[Stored data]

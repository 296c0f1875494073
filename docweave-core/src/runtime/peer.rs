//! Declarative Runtime Peer
//!
//! Wraps one engine instance as a [`Peer`]. Incoming batches are written into
//! the engine without running it; the engine runs once per turn in the settle
//! hook. Values the engine produces for shared signals are buffered by its
//! listeners and flushed as a single batch to the bus inbox.
//!
//! The adapter keeps a mirror of what the bus is known to hold for each of
//! its signals. Engine output equal to the mirror is an echo and is dropped.

use std::collections::{HashMap, HashSet};
use std::sync::atomic::{AtomicBool, Ordering};
use std::sync::Arc;

use async_trait::async_trait;
use parking_lot::Mutex;
use serde_json::Value;
use tracing::{debug, trace};

use super::engine::{Changeset, DeclarativeEngine, EngineRuntime};
use crate::bus::{
    Batch, BroadcastSender, BroadcastTurn, InitialSignal, Peer, PeerCapabilities, PeerId,
    Priority, SharedSignal, SignalValue,
};
use crate::compile::Spec;
use crate::error::{EngineError, PeerError};

/// Outgoing state shared with engine listeners.
#[derive(Default)]
struct Outgoing {
    pending: Mutex<Batch>,
    /// Last value the bus is known to hold, per signal.
    known: Mutex<HashMap<String, Value>>,
}

impl Outgoing {
    fn record(&self, name: &str, value: SignalValue) {
        if self.known.lock().get(name) == Some(&value.value) {
            trace!(signal = name, "engine echo dropped");
            return;
        }
        self.pending.lock().insert(name, value);
    }

    fn observe(&self, name: &str, value: &Value) {
        self.known.lock().insert(name.to_string(), value.clone());
    }

    /// Send everything pending to the inbox. Returns whether anything was
    /// sent.
    fn flush(&self, outbox: &BroadcastSender, origin: &PeerId) -> bool {
        let batch = self.pending.lock().take();
        if batch.is_empty() {
            return false;
        }
        {
            let mut known = self.known.lock();
            for (name, value) in batch.iter() {
                known.insert(name.to_string(), value.value.clone());
            }
        }
        debug!(peer = %origin, signals = batch.len(), "engine flush");
        outbox.send(origin.clone(), batch)
    }
}

/// A peer backed by a declarative engine instance.
pub struct DeclarativePeer {
    id: PeerId,
    signals: Vec<InitialSignal>,
    declared: HashSet<String>,
    runtime: Mutex<Box<dyn EngineRuntime>>,
    out: Arc<Outgoing>,
    outbox: BroadcastSender,
    /// Set by incoming writes; cleared when the engine runs.
    dirty: AtomicBool,
    destroyed: AtomicBool,
}

impl DeclarativePeer {
    /// Parse `spec` and wrap the resulting runtime.
    ///
    /// Every spec signal becomes an initial signal at default priority, so
    /// explicit widget values win arbitration.
    pub fn new(
        id: impl Into<PeerId>,
        engine: &dyn DeclarativeEngine,
        spec: &Spec,
        outbox: BroadcastSender,
    ) -> Result<Self, EngineError> {
        let runtime = engine.parse(spec)?;

        let signals: Vec<InitialSignal> = spec
            .signals
            .iter()
            .map(|signal| {
                if signal.is_data {
                    let rows = spec
                        .data_node(&signal.name)
                        .and_then(|node| node.values.clone())
                        .unwrap_or_default();
                    InitialSignal::data(signal.name.clone(), rows, Priority::DEFAULT)
                } else {
                    InitialSignal::scalar(
                        signal.name.clone(),
                        signal.value.clone().unwrap_or(Value::Null),
                        Priority::DEFAULT,
                    )
                }
            })
            .collect();
        let declared = signals.iter().map(|s| s.name.clone()).collect();

        Ok(Self {
            id: id.into(),
            signals,
            declared,
            runtime: Mutex::new(runtime),
            out: Arc::new(Outgoing::default()),
            outbox,
            dirty: AtomicBool::new(false),
            destroyed: AtomicBool::new(false),
        })
    }

    /// Drive the engine from outside the bus, e.g. for a chart interaction.
    ///
    /// `f` runs against the engine, then the engine runs one pass. Whatever
    /// the listeners collected is flushed to the inbox at the end of that
    /// pass.
    pub fn interact<F>(&self, f: F) -> Result<(), EngineError>
    where
        F: FnOnce(&mut dyn EngineRuntime) -> Result<(), EngineError>,
    {
        let mut runtime = self.runtime.lock();
        f(&mut **runtime)?;

        let out = Arc::clone(&self.out);
        let outbox = self.outbox.clone();
        let origin = self.id.clone();
        runtime.run_after(Box::new(move || {
            out.flush(&outbox, &origin);
        }));
        runtime.run()
    }

    /// Read-only access to the wrapped engine.
    pub fn inspect<R>(&self, f: impl FnOnce(&dyn EngineRuntime) -> R) -> R {
        let runtime = self.runtime.lock();
        f(&**runtime)
    }

    fn apply(&self, runtime: &mut dyn EngineRuntime, name: &str, value: SignalValue) -> Result<(), EngineError> {
        self.out.observe(name, &value.value);
        if value.is_data {
            let rows = match value.value {
                Value::Array(rows) => rows,
                Value::Null => Vec::new(),
                other => vec![other],
            };
            runtime.change(name, Changeset::replace(rows))
        } else {
            runtime.set_signal(name, value.value)
        }
    }
}

#[async_trait]
impl Peer for DeclarativePeer {
    fn id(&self) -> &PeerId {
        &self.id
    }

    fn initial_signals(&self) -> Vec<InitialSignal> {
        self.signals.clone()
    }

    fn capabilities(&self) -> PeerCapabilities {
        PeerCapabilities::all()
    }

    async fn receive_batch(
        &self,
        batch: Batch,
        from: Option<&PeerId>,
        _turn: &mut BroadcastTurn<'_>,
    ) -> Result<(), PeerError> {
        let mut runtime = self.runtime.lock();
        let mut applied = 0;
        for (name, value) in batch {
            if !self.declared.contains(&name) {
                continue;
            }
            self.apply(&mut **runtime, &name, value)?;
            applied += 1;
        }
        if applied > 0 {
            self.dirty.store(true, Ordering::SeqCst);
        }
        trace!(peer = %self.id, from = ?from, applied, "batch written to engine");
        Ok(())
    }

    async fn begin_listening(&self, shared: &[SharedSignal]) -> Result<(), PeerError> {
        {
            let mut runtime = self.runtime.lock();
            for signal in shared {
                if !self.declared.contains(&signal.name) {
                    continue;
                }
                let out = Arc::clone(&self.out);
                if signal.is_data {
                    runtime.add_data_listener(
                        &signal.name,
                        Box::new(move |name, rows| out.record(name, SignalValue::data(rows.to_vec()))),
                    )?;
                    let rows = runtime.data(&signal.name)?;
                    self.out.record(&signal.name, SignalValue::data(rows));
                } else {
                    runtime.add_signal_listener(
                        &signal.name,
                        Box::new(move |name, value| out.record(name, SignalValue::scalar(value.clone()))),
                    )?;
                    let value = runtime.signal(&signal.name)?;
                    self.out.record(&signal.name, SignalValue::scalar(value));
                }
            }
        }
        self.out.flush(&self.outbox, &self.id);
        Ok(())
    }

    async fn broadcast_complete(&self) -> Result<(), PeerError> {
        if self.dirty.swap(false, Ordering::SeqCst) {
            self.runtime.lock().run()?;
        }
        self.out.flush(&self.outbox, &self.id);
        Ok(())
    }

    fn current_signal_value(&self, name: &str) -> Option<Value> {
        let is_data = self.signals.iter().find(|s| s.name == name)?.is_data;
        let runtime = self.runtime.lock();
        if is_data {
            runtime.data(name).ok().map(Value::Array)
        } else {
            runtime.signal(name).ok()
        }
    }

    fn destroy(&self) {
        if !self.destroyed.swap(true, Ordering::SeqCst) {
            self.runtime.lock().finalize();
            debug!(peer = %self.id, "engine finalized");
        }
    }
}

▶ TASK:
Output, from the data above, the lines from the line with "async fn broadcast_complete(&self)" to the line with "self.runtime.lock().finalize();" exactly as they stand, both ends included and nothing else.

▶ SOLUTION TO THIS EXERCISE:
    async fn broadcast_complete(&self) -> Result<(), PeerError> {
        if self.dirty.swap(false, Ordering::SeqCst) {
            self.runtime.lock().run()?;
        }
        self.out.flush(&self.outbox, &self.id);
        Ok(())
    }

    fn current_signal_value(&self, name: &str) -> Option<Value> {
        let is_data = self.signals.iter().find(|s| s.name == name)?.is_data;
        let runtime = self.runtime.lock();
        if is_data {
            runtime.data(name).ok().map(Value::Array)
        } else {
            runtime.signal(name).ok()
        }
    }

    fn destroy(&self) {
        if !self.destroyed.swap(true, Ordering::SeqCst) {
            self.runtime.lock().finalize();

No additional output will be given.